Re: About in_seq, out_seq in Messenger

Haomai Wang <haomaiwang@xxxxxxxxx> · Sat, 7 Feb 2015 00:00:43 +0800

On Fri, Feb 6, 2015 at 5:40 PM, Sage Weil <sweil@xxxxxxxxxx> wrote:
> On Fri, 6 Feb 2015, Haomai Wang wrote:
>> Hi all,
>>
>> Recently we enable a async messenger test job in test
>> lab(http://pulpito.ceph.com/sage-2015-02-03_01:15:10-rados-master-distro-basic-multi/#).
>> We hit many failed assert mostly are:
>>               assert(0 == "old msgs despite reconnect_seq feature");
>>
>> And assert connection all are cluster messenger which mean it's OSD
>> internal connection. The policy associated this connection is
>> Messenger::Policy::lossless_peer.
>>
>> So when I dive into this problem, I find something confusing about
>> this. Suppose these steps:
>> 1. "lossless_peer" policy is used by both two side connections.
>> 2. markdown one side(anyway), peer connection will try to reconnect
>> 3. then we restart failed side, a new connection is built but
>> initiator will think it's a old connection so sending in_seq(10)
>> 4. new started connection has no message in queue and it will receive
>> peer connection's in_seq(10) and call discard_requeued_up_to(10).
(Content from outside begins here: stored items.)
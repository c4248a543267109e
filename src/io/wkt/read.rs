//! WKT / EWKT reading operations.

use anyhow::{Context, Result, anyhow, bail};
use geo::{CoordsIter, Geometry};
use wkt::TryFromWkt;

/// Read a geometry from WKT text, accepting an optional EWKT `SRID=n;` prefix.
///
/// The SRID only has to be well formed; coordinates are used as stored.
pub fn read_wkt(text: &str) -> Result<Geometry<f64>> {
    let body = strip_srid(text.trim())?;
    let geometry = Geometry::<f64>::try_from_wkt_str(body)
        .map_err(|e| anyhow!("[io::wkt::read] Invalid WKT: {e}"))?;

    if geometry.coords_iter().any(|c| !c.x.is_finite() || !c.y.is_finite()) {
        bail!("[io::wkt::read] Non-finite coordinate");
    }
    Ok(geometry)
}

fn strip_srid(text: &str) -> Result<&str> {
    if !text.get(..5).is_some_and(|tag| tag.eq_ignore_ascii_case("SRID=")) { return Ok(text) }

    let (prefix, body) = text.split_once(';')
        .ok_or_else(|| anyhow!("[io::wkt::read] SRID prefix is missing ';'"))?;
    prefix[5..].trim().parse::<i32>()
        .with_context(|| format!("[io::wkt::read] Invalid SRID '{}'", &prefix[5..]))?;
    Ok(body)
}
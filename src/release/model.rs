use crate::foundation::core::Labels;
use crate::module::model::ModuleMetadata;
use serde_json::Value;
use std::collections::BTreeMap;
use uuid::Uuid;

/// Release identity and labels.
#[derive(Clone, Debug, PartialEq, Eq, serde::Serialize)]
#[serde(rename_all = "camelCase")]
pub struct ReleaseMetadata {
    /// Release name.
    pub name: String,
    /// Target namespace.
    pub namespace: String,
    /// Deterministic release identity.
    pub uuid: Uuid,
    /// Labels every rendered resource may carry.
    pub labels: Labels,
}

/// One deployable unit of a release, with a fully concrete spec.
#[derive(Clone, Debug, PartialEq, serde::Serialize)]
#[serde(rename_all = "camelCase")]
pub struct Component {
    /// Component name, unique within the release.
    pub name: String,
    /// Component labels.
    pub labels: Labels,
    /// Component annotations.
    pub annotations: Labels,
    /// Resource capabilities keyed by FQN.
    pub resources: BTreeMap<String, Value>,
    /// Trait capabilities keyed by FQN.
    pub traits: BTreeMap<String, Value>,
    /// Merged concrete spec.
    pub spec: Value,
}

impl Component {
    /// Read-only view handed to match predicates.
    pub fn descriptor(&self) -> ComponentDescriptor<'_> {
        ComponentDescriptor {
            name: &self.name,
            labels: &self.labels,
            resources: &self.resources,
            traits: &self.traits,
        }
    }
}

/// What a match predicate may inspect about a component: identity and capability keys, never
/// the component spec.
#[derive(Clone, Copy, Debug)]
pub struct ComponentDescriptor<'a> {
    name: &'a str,
    labels: &'a Labels,
    resources: &'a BTreeMap<String, Value>,
    traits: &'a BTreeMap<String, Value>,
}

impl<'a> ComponentDescriptor<'a> {
    /// Component name.
    pub fn name(&self) -> &'a str {
        self.name
    }

    /// Component labels.
    pub fn labels(&self) -> &'a Labels {
        self.labels
    }

    /// Resource capability FQNs in sorted order.
    pub fn resource_keys(&self) -> impl Iterator<Item = &'a str> + use<'a> {
        self.resources.keys().map(String::as_str)
    }

    /// Trait capability FQNs in sorted order.
    pub fn trait_keys(&self) -> impl Iterator<Item = &'a str> + use<'a> {
        self.traits.keys().map(String::as_str)
    }

    /// Return `true` when the component declares resource `fqn`.
    pub fn has_resource(&self, fqn: &str) -> bool {
        self.resources.contains_key(fqn)
    }

    /// Return `true` when the component declares trait `fqn`.
    pub fn has_trait(&self, fqn: &str) -> bool {
        self.traits.contains_key(fqn)
    }
}

/// A module bound to a release identity and concrete values.
///
/// Built once per render by [`crate::build_release`] and never mutated afterwards; matching and
/// generation only read this snapshot.
#[derive(Clone, Debug)]
pub struct Release {
    pub(crate) metadata: ReleaseMetadata,
    pub(crate) module: ModuleMetadata,
    pub(crate) values: Value,
    pub(crate) components: Vec<Component>,
}

impl Release {
    /// Release identity and labels.
    pub fn metadata(&self) -> &ReleaseMetadata {
        &self.metadata
    }

    /// Metadata of the module this release was built from.
    pub fn module(&self) -> &ModuleMetadata {
        &self.module
    }

    /// Unified, validated values.
    pub fn values(&self) -> &Value {
        &self.values
    }

    /// Components in name order.
    pub fn components(&self) -> &[Component] {
        &self.components
    }

    /// Look up a component by name.
    pub fn component(&self, name: &str) -> Option<&Component> {
        self.components.iter().find(|c| c.name == name)
    }
}
//! Transformers (generation rules), match predicates, and provider catalogs.

pub(crate) mod loader;
pub(crate) mod predicate;
pub(crate) mod transformer;
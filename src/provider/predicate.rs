use crate::release::model::ComponentDescriptor;
use anyhow::Context as _;

/// Custom match predicate over a read-only component descriptor.
///
/// An `Err` is treated as a non-match by the matcher, with the error recorded as the reason.
pub trait MatchPredicate: Send + Sync {
    /// Decide whether the transformer applies to `component`.
    fn evaluate(&self, component: &ComponentDescriptor<'_>) -> anyhow::Result<bool>;

    /// Short description used in match reasons.
    fn describe(&self) -> String {
        "custom predicate".to_string()
    }
}

/// Adapter turning a closure into a [`MatchPredicate`].
pub struct FnPredicate<F>(pub F);

impl<F> MatchPredicate for FnPredicate<F>
where
    F: Fn(&ComponentDescriptor<'_>) -> anyhow::Result<bool> + Send + Sync,
{
    fn evaluate(&self, component: &ComponentDescriptor<'_>) -> anyhow::Result<bool> {
        (self.0)(component)
    }
}

/// Declarative predicate expression, as written in provider files.
///
/// ```json
/// { "all": [ { "hasResource": "platen.dev/resources/workload@v0#Container" },
///            { "not": { "labelEquals": { "key": "tier", "value": "batch" } } } ] }
/// ```
#[derive(Clone, Debug, PartialEq, Eq, serde::Serialize, serde::Deserialize)]
#[serde(rename_all = "camelCase")]
pub enum PredicateExpr {
    /// Every sub-expression holds (vacuously true when empty).
    All(Vec<PredicateExpr>),
    /// At least one sub-expression holds.
    Any(Vec<PredicateExpr>),
    /// Negation.
    Not(Box<PredicateExpr>),
    /// The component carries label key.
    HasLabel(String),
    /// The component carries label key with exactly this value.
    LabelEquals {
        /// Label key.
        key: String,
        /// Expected value.
        value: String,
    },
    /// The label value matches a regex; fails when the label is absent.
    LabelMatches {
        /// Label key.
        key: String,
        /// Regex pattern.
        pattern: String,
    },
    /// The component declares resource capability.
    HasResource(String),
    /// The component declares trait capability.
    HasTrait(String),
    /// The component name matches a regex.
    NameMatches(String),
}

fn compile_regex(pattern: &str) -> anyhow::Result<regex::Regex> {
    regex::Regex::new(pattern).with_context(|| format!("invalid pattern {pattern}"))
}

impl PredicateExpr {
    fn eval(&self, c: &ComponentDescriptor<'_>) -> anyhow::Result<bool> {
        Ok(match self {
            Self::All(items) => {
                for item in items {
                    if !item.eval(c)? {
                        return Ok(false);
                    }
                }
                true
            }
            Self::Any(items) => {
                for item in items {
                    if item.eval(c)? {
                        return Ok(true);
                    }
                }
                false
            }
            Self::Not(inner) => !inner.eval(c)?,
            Self::HasLabel(key) => c.labels().contains_key(key),
            Self::LabelEquals { key, value } => c.labels().get(key) == Some(value),
            Self::LabelMatches { key, pattern } => {
                let label = c
                    .labels()
                    .get(key)
                    .with_context(|| format!("label {key} is not set"))?;
                compile_regex(pattern)?.is_match(label)
            }
            Self::HasResource(fqn) => c.has_resource(fqn),
            Self::HasTrait(fqn) => c.has_trait(fqn),
            Self::NameMatches(pattern) => compile_regex(pattern)?.is_match(c.name()),
        })
    }
}

impl MatchPredicate for PredicateExpr {
    fn evaluate(&self, component: &ComponentDescriptor<'_>) -> anyhow::Result<bool> {
        self.eval(component)
    }

    fn describe(&self) -> String {
        "predicate expression".to_string()
    }
}

#[cfg(test)]
#[path = "../../tests/unit/provider/predicate.rs"]
mod tests;
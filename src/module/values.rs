use crate::foundation::core::ValuePath;
use crate::foundation::error::LoadError;
use serde_json::{Map, Value};
use std::collections::BTreeMap;
use std::path::Path;

/// One layer of user-supplied values, tagged with where it came from.
#[derive(Clone, Debug, PartialEq)]
pub struct ValueSource {
    /// Display name of the source (usually a file path).
    pub origin: String,
    /// Value tree.
    pub value: Value,
}

impl ValueSource {
    /// Build an in-memory value source.
    pub fn new(origin: impl Into<String>, value: Value) -> Self {
        Self {
            origin: origin.into(),
            value,
        }
    }

    /// Load a JSON or YAML (by extension) values file.
    pub fn from_path(path: impl AsRef<Path>) -> Result<Self, LoadError> {
        let path = path.as_ref();
        let origin = path.display().to_string();
        let text = std::fs::read_to_string(path)
            .map_err(|e| LoadError::new(&origin, format!("read values: {e}")))?;
        let is_yaml = matches!(
            path.extension().and_then(|e| e.to_str()),
            Some("yaml") | Some("yml")
        );
        let value: Value = if is_yaml {
            serde_yaml::from_str(&text)
                .map_err(|e| LoadError::new(&origin, format!("parse values YAML: {e}")))?
        } else {
            serde_json::from_str(&text)
                .map_err(|e| LoadError::new(&origin, format!("parse values JSON: {e}")))?
        };
        if !value.is_object() && !value.is_null() {
            return Err(LoadError::new(&origin, "values must be a mapping at the top level"));
        }
        Ok(Self { origin, value })
    }
}

/// Values after unifying every layer, with per-path origin tracking.
#[derive(Clone, Debug, Default)]
pub(crate) struct UnifiedValues {
    value: Value,
    origins: BTreeMap<ValuePath, String>,
}

impl UnifiedValues {
    pub(crate) fn value(&self) -> &Value {
        &self.value
    }

    pub(crate) fn into_value(self) -> Value {
        self.value
    }

    /// Origin of the layer that last set `path` (or its closest set ancestor).
    pub(crate) fn origin_of(&self, path: &ValuePath) -> Option<&str> {
        let mut cur = Some(path.clone());
        while let Some(p) = cur {
            if let Some(o) = self.origins.get(&p) {
                return Some(o);
            }
            cur = p.parent();
        }
        None
    }
}

/// Unify layers in order. Objects merge recursively; any other later value replaces the earlier
/// one. `null` in a later layer leaves the earlier value untouched.
pub(crate) fn unify(layers: &[ValueSource]) -> UnifiedValues {
    let mut out = UnifiedValues {
        value: Value::Object(Map::new()),
        origins: BTreeMap::new(),
    };
    for layer in layers {
        if layer.value.is_null() {
            continue;
        }
        merge_into(
            &mut out.value,
            &layer.value,
            &ValuePath::root(),
            &layer.origin,
            &mut out.origins,
        );
    }
    out
}

fn merge_into(
    dst: &mut Value,
    src: &Value,
    path: &ValuePath,
    origin: &str,
    origins: &mut BTreeMap<ValuePath, String>,
) {
    match (dst, src) {
        (Value::Object(d), Value::Object(s)) => {
            for (k, sv) in s {
                if sv.is_null() {
                    continue;
                }
                let child = path.field(k);
                match d.get_mut(k) {
                    Some(dv) => merge_into(dv, sv, &child, origin, origins),
                    None => {
                        d.insert(k.clone(), without_nulls(sv));
                        origins.insert(child, origin.to_string());
                    }
                }
            }
        }
        (dst, src) => {
            *dst = without_nulls(src);
            origins.retain(|p, _| !p.starts_with(path) || p == path);
            origins.insert(path.clone(), origin.to_string());
        }
    }
}

/// Copy of `v` with null object members removed at every depth.
fn without_nulls(v: &Value) -> Value {
    match v {
        Value::Object(m) => Value::Object(
            m.iter()
                .filter(|(_, v)| !v.is_null())
                .map(|(k, v)| (k.clone(), without_nulls(v)))
                .collect(),
        ),
        Value::Array(items) => Value::Array(items.iter().map(without_nulls).collect()),
        other => other.clone(),
    }
}

/// Deep-merge `src` over `dst` without origin tracking (used for component spec defaults).
pub(crate) fn deep_merge(dst: &mut Value, src: &Value) {
    match (dst, src) {
        (Value::Object(d), Value::Object(s)) => {
            for (k, sv) in s {
                match d.get_mut(k) {
                    Some(dv) => deep_merge(dv, sv),
                    None => {
                        d.insert(k.clone(), sv.clone());
                    }
                }
            }
        }
        (dst, src) => {
            if !src.is_null() {
                *dst = src.clone();
            }
        }
    }
}

#[cfg(test)]
#[path = "../../tests/unit/module/values.rs"]
mod tests;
But
>> because no message in queue, it won't modify anything
>
> The way this case is normally handled is one layer up.  The messenger
> doesn't know at that level whether it is seeing a bug or whether someone
> it marked down and forgot about doesn't know it is dead and is trying to
> reconnect.
>
> In OSD.cc, we have a check in require_same_or_newer_map that will defer
> the Message if the other end is newer than us.  If we are newer (as would
> be the case if we marked down the peer and they don't realize they are
> dead) then require_same_peer_instance() will catch it and mark_down(),
> again throwing out all of our state about the old osd session.
>
>> 5. now any side issue a message, it will trigger "assert(0 == "old
>> msgs despite reconnect_seq feature");"
>
> IIRC the above checks ensure that we mark_down the connection before we
> send a message on the old session.  (Or, SimpleMessenger doesn't assert; I
> forget which, sorry.)
>
>> I can replay these steps in unittest and actually it's hit in test lab
>> for async messenger which follows simple messenger's design.
>>
>> Besides, if we enable reset_check here, "was_session_reset" will be
>> called and it will random out_seq, so it will certainly hit "assert(0
>> == "skipped incoming seq")".
>>
>> Anything wrong above?
>
> What happens when you run the unit test against SimpleMessenger?

You can just run "./ceph_test_msgr --gtest_filter="*Inject*/1"
--ms_die_on_skipped_message=true" got assert failure.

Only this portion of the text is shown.